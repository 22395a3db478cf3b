//! HTTP client for the homework-status endpoint.
//!
//! One request per call, no retries — the retry discipline lives in the poll
//! loop. The outcome is classified into the [`PollError`] taxonomy so the
//! driver has a single decision point.

use std::time::Duration;

use chrono::Utc;
use reqwest::StatusCode;
use reqwest::header::AUTHORIZATION;

use sentinel_common::error::PollError;

/// Per-request timeout so a hung endpoint cannot stall the loop.
const REQUEST_TIMEOUT: Duration = Duration::from_secs(30);

/// Queries the grading service for homework-status changes.
pub struct StatusClient {
    http: reqwest::Client,
    endpoint: String,
    token: String,
}

impl StatusClient {
    pub fn new(endpoint: impl Into<String>, token: impl Into<String>) -> Self {
        Self {
            http: reqwest::Client::new(),
            endpoint: endpoint.into(),
            token: token.into(),
        }
    }

    /// Fetch every status change since `cursor` (seconds since epoch).
    ///
    /// A zero or negative cursor falls back to the current wall-clock time.
    /// Returns the decoded payload as raw JSON; shape validation is the
    /// caller's job.
    pub async fn query(&self, cursor: i64) -> Result<serde_json::Value, PollError> {
        let from_date = if cursor > 0 { cursor } else { Utc::now().timestamp() };

        let response = self
            .http
            .get(&self.endpoint)
            .header(AUTHORIZATION, format!("OAuth {}", self.token))
            .query(&[("from_date", from_date)])
            .timeout(REQUEST_TIMEOUT)
            .send()
            .await
            .map_err(PollError::Transport)?;

        let code = response.status();
        if code != StatusCode::OK {
            return Err(PollError::Remote { code: code.as_u16() });
        }

        let body = response.text().await.map_err(PollError::Transport)?;
        let payload = serde_json::from_str(&body).map_err(PollError::MalformedResponse)?;

        tracing::debug!(from_date, "Status endpoint answered");
        Ok(payload)
    }
}
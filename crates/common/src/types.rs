use serde::Deserialize;

/// The closed set of review statuses the grading service reports.
///
/// Any other status code is unknown and must surface as an error rather than
/// be silently mapped to a verdict.
#[derive(Debug, Clone, Copy, PartialEq, Eq)]
pub enum ReviewStatus {
    Approved,
    Reviewing,
    Rejected,
}

impl ReviewStatus {
    /// Look up a raw status code in the dictionary.
    pub fn parse(code: &str) -> Option<Self> {
        match code {
            "approved" => Some(ReviewStatus::Approved),
            "reviewing" => Some(ReviewStatus::Reviewing),
            "rejected" => Some(ReviewStatus::Rejected),
            _ => None,
        }
    }

    /// Human-readable verdict text for this status.
    pub fn verdict(self) -> &'static str {
        match self {
            ReviewStatus::Approved => "Работа проверена: ревьюеру всё понравилось. Ура!",
            ReviewStatus::Reviewing => "Работа взята на проверку ревьюером.",
            ReviewStatus::Rejected => "Работа проверена: у ревьюера есть замечания.",
        }
    }
}

/// One homework entry from the status endpoint.
///
/// Both fields are optional on the wire; the formatter decides whether a
/// record with gaps is reportable.
#[derive(Debug, Clone, Deserialize)]
pub struct HomeworkRecord {
    #[serde(default)]
    pub homework_name: Option<String>,
    #[serde(default)]
    pub status: Option<String>,
}
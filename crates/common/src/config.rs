use thiserror::Error;

/// Yandex Practicum homework-status endpoint.
const DEFAULT_ENDPOINT: &str = "https://practicum.yandex.ru/api/user_api/homework_statuses/";

/// Seconds between poll iterations (default: 600 = 10 min).
const DEFAULT_POLL_INTERVAL_SECS: u64 = 600;

/// Startup-time configuration failure. Fatal — the poll loop is never entered.
#[derive(Debug, Error)]
pub enum ConfigError {
    #[error("{0} environment variable is required")]
    MissingVar(&'static str),

    #[error("{0} must be a valid u64")]
    InvalidVar(&'static str),
}

/// Global application configuration loaded from environment variables.
#[derive(Debug, Clone)]
pub struct AppConfig {
    /// Practicum API token (sent as `Authorization: OAuth <token>`)
    pub practicum_token: String,

    /// Telegram bot token for notification delivery
    pub telegram_bot_token: String,

    /// Telegram chat that receives every notification
    pub telegram_chat_id: String,

    /// Homework-status endpoint URL
    pub endpoint: String,

    /// Seconds between poll iterations
    pub poll_interval_secs: u64,
}

impl AppConfig {
    /// Load configuration from environment variables.
    pub fn from_env() -> Result<Self, ConfigError> {
        dotenvy::dotenv().ok();

        Ok(Self {
            practicum_token: require("PRACTICUM_TOKEN")?,
            telegram_bot_token: require("TELEGRAM_BOT_TOKEN")?,
            telegram_chat_id: require("TELEGRAM_CHAT_ID")?,
            endpoint: std::env::var("HOMEWORK_ENDPOINT")
                .unwrap_or_else(|_| DEFAULT_ENDPOINT.to_string()),
            poll_interval_secs: std::env::var("POLL_INTERVAL_SECS")
                .unwrap_or_else(|_| DEFAULT_POLL_INTERVAL_SECS.to_string())
                .parse()
                .map_err(|_| ConfigError::InvalidVar("POLL_INTERVAL_SECS"))?,
        })
    }
}

fn require(name: &'static str) -> Result<String, ConfigError> {
    std::env::var(name).map_err(|_| ConfigError::MissingVar(name))
}

#[cfg(test)]
mod tests {
    use super::*;
    use std::sync::{Mutex, MutexGuard};

    const SECRETS: [&str; 3] = ["PRACTICUM_TOKEN", "TELEGRAM_BOT_TOKEN", "TELEGRAM_CHAT_ID"];

    // Environment variables are process-global; these tests must not overlap
    static ENV_LOCK: Mutex<()> = Mutex::new(());

    fn env_guard() -> MutexGuard<'static, ()> {
        ENV_LOCK.lock().unwrap_or_else(|e| e.into_inner())
    }

    fn set_complete_env() {
        for name in SECRETS {
            unsafe { std::env::set_var(name, "secret") };
        }
        unsafe { std::env::remove_var("HOMEWORK_ENDPOINT") };
        unsafe { std::env::remove_var("POLL_INTERVAL_SECS") };
    }

    #[test]
    fn test_loads_with_all_secrets_and_defaults() {
        let _guard = env_guard();
        set_complete_env();

        let config = AppConfig::from_env().unwrap();
        assert_eq!(config.practicum_token, "secret");
        assert_eq!(config.endpoint, DEFAULT_ENDPOINT);
        assert_eq!(config.poll_interval_secs, DEFAULT_POLL_INTERVAL_SECS);
    }

    #[test]
    fn test_each_missing_secret_is_fatal() {
        let _guard = env_guard();

        for missing in SECRETS {
            set_complete_env();
            unsafe { std::env::remove_var(missing) };

            match AppConfig::from_env() {
                Err(ConfigError::MissingVar(name)) => assert_eq!(name, missing),
                other => panic!("expected MissingVar({missing}), got {other:?}"),
            }
        }
    }

    #[test]
    fn test_non_numeric_poll_interval_is_fatal() {
        let _guard = env_guard();
        set_complete_env();
        unsafe { std::env::set_var("POLL_INTERVAL_SECS", "soon") };

        assert!(matches!(
            AppConfig::from_env(),
            Err(ConfigError::InvalidVar("POLL_INTERVAL_SECS"))
        ));
    }
}
use sentinel_common::config::AppConfig;
use sentinel_notifier::TelegramNotifier;
use sentinel_poller::client::StatusClient;
use sentinel_poller::poller::StatusPoller;

#[tokio::main]
async fn main() -> anyhow::Result<()> {
    // Initialize tracing
    tracing_subscriber::fmt()
        .with_env_filter(
            tracing_subscriber::EnvFilter::try_from_default_env()
                .unwrap_or_else(|_| "sentinel_poller=info,sentinel_notifier=info".into()),
        )
        .init();

    tracing::info!("Homework Sentinel starting...");

    // Load configuration; a missing secret is the only fatal condition
    let config = match AppConfig::from_env() {
        Ok(config) => config,
        Err(e) => {
            tracing::error!(error = %e, "Configuration incomplete, refusing to start");
            std::process::exit(1);
        }
    };

    let client = StatusClient::new(config.endpoint.clone(), config.practicum_token.clone());
    let notifier = TelegramNotifier::new(config.telegram_bot_token.clone(), config.telegram_chat_id.clone());
    let mut poller = StatusPoller::new(client, notifier, config.poll_interval_secs);

    // Run with graceful shutdown on Ctrl+C
    tokio::select! {
        _ = poller.run() => {}
        _ = tokio::signal::ctrl_c() => {
            tracing::info!("Received shutdown signal, stopping gracefully...");
        }
    }

    tracing::info!("Homework Sentinel stopped.");
    Ok(())
}
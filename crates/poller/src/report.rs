//! Notification text for the operator's chat.
//!
//! Pure functions — the driver decides what to do with the rendered text.

use sentinel_common::error::PollError;
use sentinel_common::types::{HomeworkRecord, ReviewStatus};

/// Sent when a successful query returned no status changes.
pub const NO_UPDATES: &str = "Новых статусов домашних работ нет.";

/// Render one homework record into its notification text.
pub fn render_status(record: &HomeworkRecord) -> Result<String, PollError> {
    let name = record
        .homework_name
        .as_deref()
        .ok_or(PollError::MissingField("homework_name"))?;

    // An absent status reads as an empty (and therefore unknown) code
    let code = record.status.as_deref().unwrap_or_default();
    let status = ReviewStatus::parse(code)
        .ok_or_else(|| PollError::UnknownStatus(code.to_string()))?;

    Ok(format!(
        "Изменился статус проверки работы \"{name}\". {}",
        status.verdict()
    ))
}

/// Render a failed iteration into its notification text.
pub fn render_failure(error: &PollError) -> String {
    format!("Сбой в работе программы: {error}")
}
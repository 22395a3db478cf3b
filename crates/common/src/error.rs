use thiserror::Error;

/// Everything that can go wrong during a single poll iteration.
///
/// All variants are retryable: the driver turns any of them into a failure
/// notification and continues after the fixed sleep. The only fatal error in
/// the system is [`crate::config::ConfigError`], which is raised before the
/// loop starts.
#[derive(Debug, Error)]
pub enum PollError {
    /// Network-level failure reaching the status endpoint.
    #[error("status endpoint is unreachable: {0}")]
    Transport(#[source] reqwest::Error),

    /// The endpoint answered with a non-200 status (408 and 500 included).
    #[error("status endpoint returned HTTP {code}")]
    Remote { code: u16 },

    /// The endpoint answered 200 but the body is not valid JSON.
    #[error("status endpoint returned an undecodable body: {0}")]
    MalformedResponse(#[source] serde_json::Error),

    /// The payload decoded but does not match the expected shape.
    #[error("unexpected response shape: {0}")]
    Schema(String),

    /// A homework record lacks a required field.
    #[error("homework record is missing the `{0}` field")]
    MissingField(&'static str),

    /// A homework record carries a status code outside the known dictionary.
    #[error("unrecognized homework status {0:?}")]
    UnknownStatus(String),
}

**Task instructions**
Reproduce, line for line, the material, starting at its first line, and end once the line holding "use std::time::Duration;" has been output.

**Written response**
repository 22395a3db478cf3b
//! HTTP client for the homework-status endpoint.
//!
//! One request per call, no retries — the retry discipline lives in the poll
//! loop. The outcome is classified into the [`PollError`] taxonomy so the
//! driver has a single decision point.

use std::time::Duration;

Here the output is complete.